** Source material follows **
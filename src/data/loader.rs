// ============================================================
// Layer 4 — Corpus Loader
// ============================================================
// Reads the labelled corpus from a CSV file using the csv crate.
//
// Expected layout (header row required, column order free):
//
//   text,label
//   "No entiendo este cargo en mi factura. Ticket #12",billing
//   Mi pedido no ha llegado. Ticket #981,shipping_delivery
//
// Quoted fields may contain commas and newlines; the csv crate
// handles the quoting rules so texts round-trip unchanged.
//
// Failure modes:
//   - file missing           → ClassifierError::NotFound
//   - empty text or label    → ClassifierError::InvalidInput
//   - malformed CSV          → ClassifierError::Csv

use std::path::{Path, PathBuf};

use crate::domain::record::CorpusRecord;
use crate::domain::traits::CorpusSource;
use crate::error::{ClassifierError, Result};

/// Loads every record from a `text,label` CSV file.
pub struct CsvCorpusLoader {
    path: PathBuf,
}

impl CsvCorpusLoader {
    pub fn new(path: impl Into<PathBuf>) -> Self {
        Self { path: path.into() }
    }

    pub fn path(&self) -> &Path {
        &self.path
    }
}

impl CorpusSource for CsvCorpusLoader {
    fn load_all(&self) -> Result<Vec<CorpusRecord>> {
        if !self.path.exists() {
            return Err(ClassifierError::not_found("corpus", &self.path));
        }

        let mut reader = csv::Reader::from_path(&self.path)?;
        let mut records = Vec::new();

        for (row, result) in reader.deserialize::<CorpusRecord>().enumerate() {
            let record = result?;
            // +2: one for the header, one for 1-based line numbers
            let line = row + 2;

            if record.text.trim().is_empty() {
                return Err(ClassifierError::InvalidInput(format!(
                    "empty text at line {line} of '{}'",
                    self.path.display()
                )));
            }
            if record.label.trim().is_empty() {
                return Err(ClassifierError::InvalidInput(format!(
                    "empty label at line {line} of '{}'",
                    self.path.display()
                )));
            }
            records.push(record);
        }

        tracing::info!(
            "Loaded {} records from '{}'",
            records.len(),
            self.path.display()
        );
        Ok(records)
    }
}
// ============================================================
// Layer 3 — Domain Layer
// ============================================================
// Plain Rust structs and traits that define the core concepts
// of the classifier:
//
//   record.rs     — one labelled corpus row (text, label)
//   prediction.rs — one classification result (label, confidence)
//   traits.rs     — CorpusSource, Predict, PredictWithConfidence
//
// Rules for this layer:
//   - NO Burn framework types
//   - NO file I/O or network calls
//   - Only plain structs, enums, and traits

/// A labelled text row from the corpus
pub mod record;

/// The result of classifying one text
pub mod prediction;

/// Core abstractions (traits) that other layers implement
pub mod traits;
** End of Source material **
** Source material follows **
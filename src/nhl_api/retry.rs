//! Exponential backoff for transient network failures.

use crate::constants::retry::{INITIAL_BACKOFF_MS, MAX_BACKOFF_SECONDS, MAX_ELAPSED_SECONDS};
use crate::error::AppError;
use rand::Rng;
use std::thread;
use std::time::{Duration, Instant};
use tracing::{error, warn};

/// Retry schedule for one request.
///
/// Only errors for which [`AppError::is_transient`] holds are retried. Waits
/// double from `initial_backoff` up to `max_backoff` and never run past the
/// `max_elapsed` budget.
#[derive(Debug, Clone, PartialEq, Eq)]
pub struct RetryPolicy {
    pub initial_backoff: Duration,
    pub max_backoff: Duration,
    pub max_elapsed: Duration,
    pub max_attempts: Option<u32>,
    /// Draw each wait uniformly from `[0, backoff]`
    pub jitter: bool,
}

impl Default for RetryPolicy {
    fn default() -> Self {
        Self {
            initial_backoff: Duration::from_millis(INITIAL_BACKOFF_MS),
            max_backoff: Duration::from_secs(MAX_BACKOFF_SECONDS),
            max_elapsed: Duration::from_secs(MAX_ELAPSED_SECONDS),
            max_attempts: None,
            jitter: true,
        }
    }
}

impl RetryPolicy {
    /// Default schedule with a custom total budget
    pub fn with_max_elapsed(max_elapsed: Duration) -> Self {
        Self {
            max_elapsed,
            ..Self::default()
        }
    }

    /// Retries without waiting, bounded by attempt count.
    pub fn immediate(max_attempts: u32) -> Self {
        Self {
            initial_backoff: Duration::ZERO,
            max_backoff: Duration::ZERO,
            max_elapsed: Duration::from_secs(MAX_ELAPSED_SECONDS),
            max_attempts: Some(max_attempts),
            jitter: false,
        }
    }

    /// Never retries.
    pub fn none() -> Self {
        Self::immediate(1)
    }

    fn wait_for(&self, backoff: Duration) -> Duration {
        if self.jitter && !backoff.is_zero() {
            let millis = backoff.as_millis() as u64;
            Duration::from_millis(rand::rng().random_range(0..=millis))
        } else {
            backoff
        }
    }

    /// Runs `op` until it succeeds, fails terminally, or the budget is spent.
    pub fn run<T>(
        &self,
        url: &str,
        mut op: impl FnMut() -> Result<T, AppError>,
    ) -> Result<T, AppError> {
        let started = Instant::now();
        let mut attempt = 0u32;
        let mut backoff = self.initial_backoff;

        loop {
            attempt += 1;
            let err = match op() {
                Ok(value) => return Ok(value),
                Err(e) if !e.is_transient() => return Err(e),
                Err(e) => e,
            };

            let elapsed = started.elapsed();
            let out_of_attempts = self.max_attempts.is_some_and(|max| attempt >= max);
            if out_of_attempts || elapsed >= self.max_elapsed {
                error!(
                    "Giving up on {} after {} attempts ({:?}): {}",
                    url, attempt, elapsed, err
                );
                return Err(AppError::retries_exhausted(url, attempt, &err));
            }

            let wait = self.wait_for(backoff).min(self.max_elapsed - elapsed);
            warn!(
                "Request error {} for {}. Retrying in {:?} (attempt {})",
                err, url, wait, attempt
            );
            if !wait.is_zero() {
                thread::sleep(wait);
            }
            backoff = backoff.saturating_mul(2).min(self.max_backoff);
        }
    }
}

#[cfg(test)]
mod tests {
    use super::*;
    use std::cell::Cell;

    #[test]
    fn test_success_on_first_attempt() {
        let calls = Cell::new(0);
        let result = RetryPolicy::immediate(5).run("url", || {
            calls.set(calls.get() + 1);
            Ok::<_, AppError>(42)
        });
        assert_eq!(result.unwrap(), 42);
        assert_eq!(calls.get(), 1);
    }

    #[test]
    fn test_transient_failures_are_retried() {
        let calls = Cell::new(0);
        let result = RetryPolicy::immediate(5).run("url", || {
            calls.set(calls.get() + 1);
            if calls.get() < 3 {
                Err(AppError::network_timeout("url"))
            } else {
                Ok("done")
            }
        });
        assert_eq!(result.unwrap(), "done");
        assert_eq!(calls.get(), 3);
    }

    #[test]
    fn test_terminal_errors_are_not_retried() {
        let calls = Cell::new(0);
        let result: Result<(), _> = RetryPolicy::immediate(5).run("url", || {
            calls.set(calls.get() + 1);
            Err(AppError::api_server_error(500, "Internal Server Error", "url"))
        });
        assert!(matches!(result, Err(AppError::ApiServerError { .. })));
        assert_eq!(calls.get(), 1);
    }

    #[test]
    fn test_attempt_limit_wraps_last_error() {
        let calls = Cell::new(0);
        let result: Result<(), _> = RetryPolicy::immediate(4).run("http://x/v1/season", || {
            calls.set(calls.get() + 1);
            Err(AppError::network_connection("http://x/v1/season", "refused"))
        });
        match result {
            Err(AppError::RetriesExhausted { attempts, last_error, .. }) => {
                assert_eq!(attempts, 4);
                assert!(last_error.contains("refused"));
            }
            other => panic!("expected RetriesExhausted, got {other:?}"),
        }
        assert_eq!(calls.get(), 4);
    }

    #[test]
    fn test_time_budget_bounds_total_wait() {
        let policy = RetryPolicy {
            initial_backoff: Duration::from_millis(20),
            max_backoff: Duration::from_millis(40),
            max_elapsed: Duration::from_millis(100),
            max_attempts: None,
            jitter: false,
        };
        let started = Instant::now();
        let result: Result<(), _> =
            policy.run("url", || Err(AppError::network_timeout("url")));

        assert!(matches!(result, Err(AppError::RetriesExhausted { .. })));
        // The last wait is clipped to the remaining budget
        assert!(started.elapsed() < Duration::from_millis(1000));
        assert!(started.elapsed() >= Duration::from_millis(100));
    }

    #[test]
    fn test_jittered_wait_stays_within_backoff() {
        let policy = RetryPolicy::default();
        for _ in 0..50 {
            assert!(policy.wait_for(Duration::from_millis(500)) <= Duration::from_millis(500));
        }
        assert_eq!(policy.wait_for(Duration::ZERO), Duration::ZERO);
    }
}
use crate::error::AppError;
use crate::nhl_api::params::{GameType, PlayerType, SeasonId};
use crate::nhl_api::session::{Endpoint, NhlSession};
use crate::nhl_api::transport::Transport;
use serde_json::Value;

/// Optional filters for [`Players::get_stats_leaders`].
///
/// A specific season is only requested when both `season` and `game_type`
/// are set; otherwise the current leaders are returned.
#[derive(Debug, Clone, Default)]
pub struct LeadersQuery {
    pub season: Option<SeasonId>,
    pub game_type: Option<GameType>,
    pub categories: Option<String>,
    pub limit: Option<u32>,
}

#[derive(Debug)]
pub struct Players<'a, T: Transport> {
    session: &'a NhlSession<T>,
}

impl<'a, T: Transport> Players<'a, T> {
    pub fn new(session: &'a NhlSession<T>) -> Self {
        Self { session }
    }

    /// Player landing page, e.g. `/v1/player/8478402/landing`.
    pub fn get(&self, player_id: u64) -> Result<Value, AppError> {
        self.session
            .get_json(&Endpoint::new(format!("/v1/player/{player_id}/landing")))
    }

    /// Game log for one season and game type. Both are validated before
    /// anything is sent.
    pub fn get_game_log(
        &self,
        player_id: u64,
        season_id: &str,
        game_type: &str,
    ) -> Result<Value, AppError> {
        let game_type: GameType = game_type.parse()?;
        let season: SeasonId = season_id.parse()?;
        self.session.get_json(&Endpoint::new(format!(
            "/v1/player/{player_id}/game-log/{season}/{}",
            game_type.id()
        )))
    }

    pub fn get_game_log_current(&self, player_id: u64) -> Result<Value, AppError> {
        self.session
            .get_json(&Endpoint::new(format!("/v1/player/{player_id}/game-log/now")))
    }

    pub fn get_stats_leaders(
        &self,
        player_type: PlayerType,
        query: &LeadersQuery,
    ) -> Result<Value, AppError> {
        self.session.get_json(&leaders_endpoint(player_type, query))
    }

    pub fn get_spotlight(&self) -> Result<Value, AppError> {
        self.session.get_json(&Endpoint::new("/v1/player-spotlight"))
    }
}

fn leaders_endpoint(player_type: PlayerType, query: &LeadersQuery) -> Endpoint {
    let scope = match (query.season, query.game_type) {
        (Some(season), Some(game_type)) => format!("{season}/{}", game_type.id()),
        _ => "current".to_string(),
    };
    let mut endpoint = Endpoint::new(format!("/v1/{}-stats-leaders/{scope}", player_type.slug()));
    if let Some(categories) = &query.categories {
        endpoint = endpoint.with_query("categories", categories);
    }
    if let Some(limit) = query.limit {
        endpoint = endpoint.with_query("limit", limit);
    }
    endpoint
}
** End of Source material **
All lines above containing the string "CorpusSource" are to be collected.

use crate::domain::traits::CorpusSource;
impl CorpusSource for CsvCorpusLoader {
//   traits.rs     — CorpusSource, Predict, PredictWithConfidence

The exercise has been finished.